Tierheim steht unter Beobachtung
Autor: Harald Meyer
Kitzingen, Donnerstag, 27. April 2017
Das vom Einsturz bedrohte Tierheim besitzt seit Donnerstag ein Frühwarnsystem. Falk Seliger vom Bergamt Nordbayern hat fünf Rissmonitore installiert.
Das auf einem ehemaligen Bergbaustollen gebaute und vom Einsturz bedrohte Tierheim besitzt seit Donnerstag ein Frühwarnsystem. Falk Seliger vom Bergamt Nordbayern hat in dem Gebäude in der Kaltensondheimer Straße fünf Rissmonitore installiert.
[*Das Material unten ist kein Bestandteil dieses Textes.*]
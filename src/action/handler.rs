//! Action item tracking
//!
//! Owns the lifecycle of detected action items: confidence filtering at
//! creation, completeness scoring, fuzzy merge of duplicate mentions,
//! field updates by stream-assigned ID, and end-of-segment alerting for
//! incomplete high-confidence actions.

use super::merge::{completeness_score, token_set_jaccard};
use crate::config::ActionConfig;
use crate::error::Result;
use crate::events::{BroadcastEvent, EventBroadcaster};
use crate::insight::{
    FieldChange, Insight, InsightBuilder, InsightKind, InsightStatus, InsightStore,
};
use crate::stream::{ActionObject, ActionUpdateObject, HandlesAction, HandlesActionUpdate};
use async_trait::async_trait;
use std::collections::HashMap;
use std::sync::Arc;

/// Per-session action handler
pub struct ActionHandler {
    session_id: String,
    config: ActionConfig,
    store: Arc<dyn InsightStore>,
    broadcaster: EventBroadcaster,
}

impl ActionHandler {
    /// Create a handler for the given session
    pub fn new(
        session_id: impl Into<String>,
        config: ActionConfig,
        store: Arc<dyn InsightStore>,
        broadcaster: EventBroadcaster,
    ) -> Self {
        Self {
            session_id: session_id.into(),
            config,
            store,
            broadcaster,
        }
    }

    /// Scan tracked actions at a meeting-segment boundary and alert on
    /// high-confidence items that still miss owner or deadline.
    pub async fn on_segment_boundary(&self) -> Result<()> {
        let tracked = self
            .store
            .find(&self.session_id, InsightKind::Action, Some(InsightStatus::Tracked))
            .await?;

        for insight in tracked {
            if insight.confidence() < self.config.alert_confidence || insight.completeness() >= 1.0
            {
                continue;
            }
            let mut missing = Vec::new();
            if insight.owner().is_none() {
                missing.push("owner".to_string());
            }
            if insight.deadline().is_none() {
                missing.push("deadline".to_string());
            }
            if missing.is_empty() {
                continue;
            }
            tracing::info!(
                session_id = %self.session_id,
                insight_id = %insight.id,
                missing = ?missing,
                "incomplete high-confidence action at segment boundary"
            );
            self.broadcaster.broadcast(BroadcastEvent::ActionAlert {
                insight,
                missing_fields: missing,
            });
        }
        Ok(())
    }

    /// Merge a duplicate mention into an existing action record: fill only
    /// missing owner/deadline, remember the external ID, recompute
    /// completeness. No new record is created.
    async fn merge_into(&self, mut existing: Insight, object: &ActionObject) -> Result<()> {
        let mut changes: HashMap<String, FieldChange> = HashMap::new();

        if existing.owner().is_none() {
            if let Some(owner) = object.owner.as_deref().filter(|o| !o.trim().is_empty()) {
                changes.insert(
                    "owner".to_string(),
                    FieldChange {
                        from: None,
                        to: Some(owner.to_string()),
                    },
                );
                existing.set_meta("owner", serde_json::json!(owner));
            }
        }
        if existing.deadline().is_none() {
            if let Some(deadline) = object.deadline.as_deref().filter(|d| !d.trim().is_empty()) {
                changes.insert(
                    "deadline".to_string(),
                    FieldChange {
                        from: None,
                        to: Some(deadline.to_string()),
                    },
                );
                existing.set_meta("deadline", serde_json::json!(deadline));
            }
        }

        existing.push_related_id(&object.id);

        let completeness =
            completeness_score(&existing.content, existing.owner(), existing.deadline());
        existing.set_meta("completeness", serde_json::json!(completeness));
        if completeness >= 1.0 && existing.status == InsightStatus::Tracked {
            existing.status = InsightStatus::Complete;
        }

        self.store.update(&existing).await?;
        tracing::info!(
            session_id = %self.session_id,
            insight_id = %existing.id,
            external_id = %object.id,
            "merged duplicate action mention"
        );
        self.broadcaster
            .broadcast(BroadcastEvent::ActionUpdated {
                insight: existing,
                changes,
            });
        Ok(())
    }
}

#[async_trait]
impl HandlesAction for ActionHandler {
    async fn handle_action(&self, object: ActionObject) -> Result<()> {
        if object.confidence < self.config.confidence_floor {
            tracing::debug!(
                session_id = %self.session_id,
                confidence = object.confidence,
                "dropping low-confidence action"
            );
            return Ok(());
        }

        // Fuzzy dedup against the most recent tracked/complete actions
        let existing = self
            .store
            .find(&self.session_id, InsightKind::Action, None)
            .await?;
        let candidates: Vec<&Insight> = existing
            .iter()
            .filter(|i| matches!(i.status, InsightStatus::Tracked | InsightStatus::Complete))
            .collect();
        let start = candidates
            .len()
            .saturating_sub(self.config.merge_candidate_window);
        for candidate in &candidates[start..] {
            let similarity = token_set_jaccard(&object.description, &candidate.content);
            if similarity > self.config.merge_threshold {
                return self.merge_into((*candidate).clone(), &object).await;
            }
        }

        let completeness = completeness_score(
            &object.description,
            object.owner.as_deref(),
            object.deadline.as_deref(),
        );

        let mut builder = InsightBuilder::new(&self.session_id, InsightKind::Action)
            .content(&object.description)
            .speaker(object.speaker.clone())
            .metadata("gpt_id", serde_json::json!(object.id))
            .metadata("confidence", serde_json::json!(object.confidence))
            .metadata("completeness", serde_json::json!(completeness))
            .metadata("timestamp", serde_json::json!(object.timestamp));
        if let Some(owner) = object.owner.as_deref() {
            builder = builder.metadata("owner", serde_json::json!(owner));
        }
        if let Some(deadline) = object.deadline.as_deref() {
            builder = builder.metadata("deadline", serde_json::json!(deadline));
        }

        let mut insight = builder.build()?;
        if completeness >= 1.0 {
            insight.status = InsightStatus::Complete;
        }

        self.store.create(insight.clone()).await?;
        tracing::info!(
            session_id = %self.session_id,
            insight_id = %insight.id,
            completeness,
            "tracking new action"
        );
        self.broadcaster
            .broadcast(BroadcastEvent::ActionTracked { insight });
        Ok(())
    }
}

#[async_trait]
impl HandlesActionUpdate for ActionHandler {
    async fn handle_action_update(&self, object: ActionUpdateObject) -> Result<()> {
        let external_id = match object.id.as_deref() {
            Some(id) => id,
            None => {
                tracing::warn!(
                    session_id = %self.session_id,
                    "action_update without resolvable target, skipping"
                );
                return Ok(());
            }
        };

        // Updates address the persisted record by its stream-assigned ID,
        // not the router's text map
        let all = self
            .store
            .find(&self.session_id, InsightKind::Action, None)
            .await?;
        let mut insight = match all.into_iter().find(|i| i.gpt_id() == Some(external_id)) {
            Some(i) => i,
            None => {
                tracing::warn!(
                    session_id = %self.session_id,
                    external_id,
                    "action_update for unknown action"
                );
                return Ok(());
            }
        };

        let mut changes: HashMap<String, FieldChange> = HashMap::new();

        if let Some(owner) = object.owner.as_deref().filter(|o| !o.trim().is_empty()) {
            if insight.owner() != Some(owner) {
                changes.insert(
                    "owner".to_string(),
                    FieldChange {
                        from: insight.owner().map(String::from),
                        to: Some(owner.to_string()),
                    },
                );
                insight.set_meta("owner", serde_json::json!(owner));
            }
        }
        if let Some(deadline) = object.deadline.as_deref().filter(|d| !d.trim().is_empty()) {
            if insight.deadline() != Some(deadline) {
                changes.insert(
                    "deadline".to_string(),
                    FieldChange {
                        from: insight.deadline().map(String::from),
                        to: Some(deadline.to_string()),
                    },
                );
                insight.set_meta("deadline", serde_json::json!(deadline));
            }
        }

        if changes.is_empty() {
            tracing::debug!(
                session_id = %self.session_id,
                external_id,
                "action_update carried no new field values"
            );
            return Ok(());
        }

        insight.push_update_record(&changes);

        let completeness =
            completeness_score(&insight.content, insight.owner(), insight.deadline());
        insight.set_meta("completeness", serde_json::json!(completeness));
        if completeness >= 1.0 && insight.status == InsightStatus::Tracked {
            insight.status = InsightStatus::Complete;
            tracing::info!(
                session_id = %self.session_id,
                insight_id = %insight.id,
                "action is now complete"
            );
        }

        self.store.update(&insight).await?;
        self.broadcaster
            .broadcast(BroadcastEvent::ActionUpdated { insight, changes });
        Ok(())
    }
}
Mit ihnen ist es möglich, gefährliche Veränderungen der das Gebäude durchziehenden Risse und damit Verschiebungen im Untergrund rechtzeitig zu erkennen. Jetzt sind die Mitarbeiter des Tierheims gefragt. Sie müssen alle 14 Tagen kontrollieren, ob die Risse noch im Fadenkreuz der Monitore sind und ob oder wie sie sich verändert haben. Die dokumentierten Aufzeichnungen lassen laut Seliger einen Rückschluss auf die Entwicklung im Untergrund zu.
Mit der Überwachung und dem Verzicht auf größere Veranstaltungen im Tierheim ist aus Sicht des Bergamts – im Schreiben vom März – für 2017 ausreichend Risikovorsorge getroffen. Was der Behörde noch fehlt, ist ein Risikoplan, wenn die Monitore wegen nachgebendem Untergrund Alarm schlagen. Dann müssten das Tierheim-Team und mit ihm alle vierbeinigen Bewohner raus. Wohin, weiß keiner.
Neben einem Ausweichquartier für den Notfall fehlt auch ein Plan für eine grundsätzliche Lösung des Problems. Da gibt's aus Sicht des Bergamts nur zwei Varianten: Entweder werden die Gruben unter den Gebäuden aufgefüllt oder das Heim schließt – und braucht einen Neubau. Beides kostet nach Schätzungen eine runde Million Euro.
Stadt in den Pflicht
Das Geld hat der Tierschutzverein als Träger des Heims nicht. In der Pflicht zur „Gefahrenbeseitigung“ sieht das Bergamt die Stadt Kitzingen – als Grundeigentümer und Baugenehmigungsbehörde. Dort bemüht man sich laut OB Siegfried Müller um eine Lösung. Bei der Grundstückssuche sei die Verwaltung aktiv und werde die Frage der Finanzierung eines Neubaus mit bearbeiten.
Trotz der Zusage, das Tierheim nicht im Regen stehen zu lassen, ist ungeklärt, wer neben dem Tierschutzverein mit im finanziellen Boot ist. Klar nur: Mit 20 Cent, die die Kreiskommunen pro Einwohner und Jahr für die Unterbringung von Fundtieren in die Kasse der Tierschützer einzahlen, ist keine Neubau möglich. 17 800 Euro seien im Vorjahr zusammengekommen, so zweite Vorsitzende Iris von Crailsheim.
Damit die Existenz des Tierheims nicht am Geld scheitert, könnte eine Lösung wie im Kreis Hassberge sinnvoll sein. Dort wird ein neues Tierheim gebaut. Der Zweckverband Fundtiere Landkreis Hassberge, in dem sich alle Kommunen zusammengefunden haben, ist Träger. Die Gemeinden teilen sich dabei nicht nur die Investitionskosten, sondern zahlen je Einwohner und Jahr 1,20 Euro für Betrieb und Verwaltungskosten des Heims.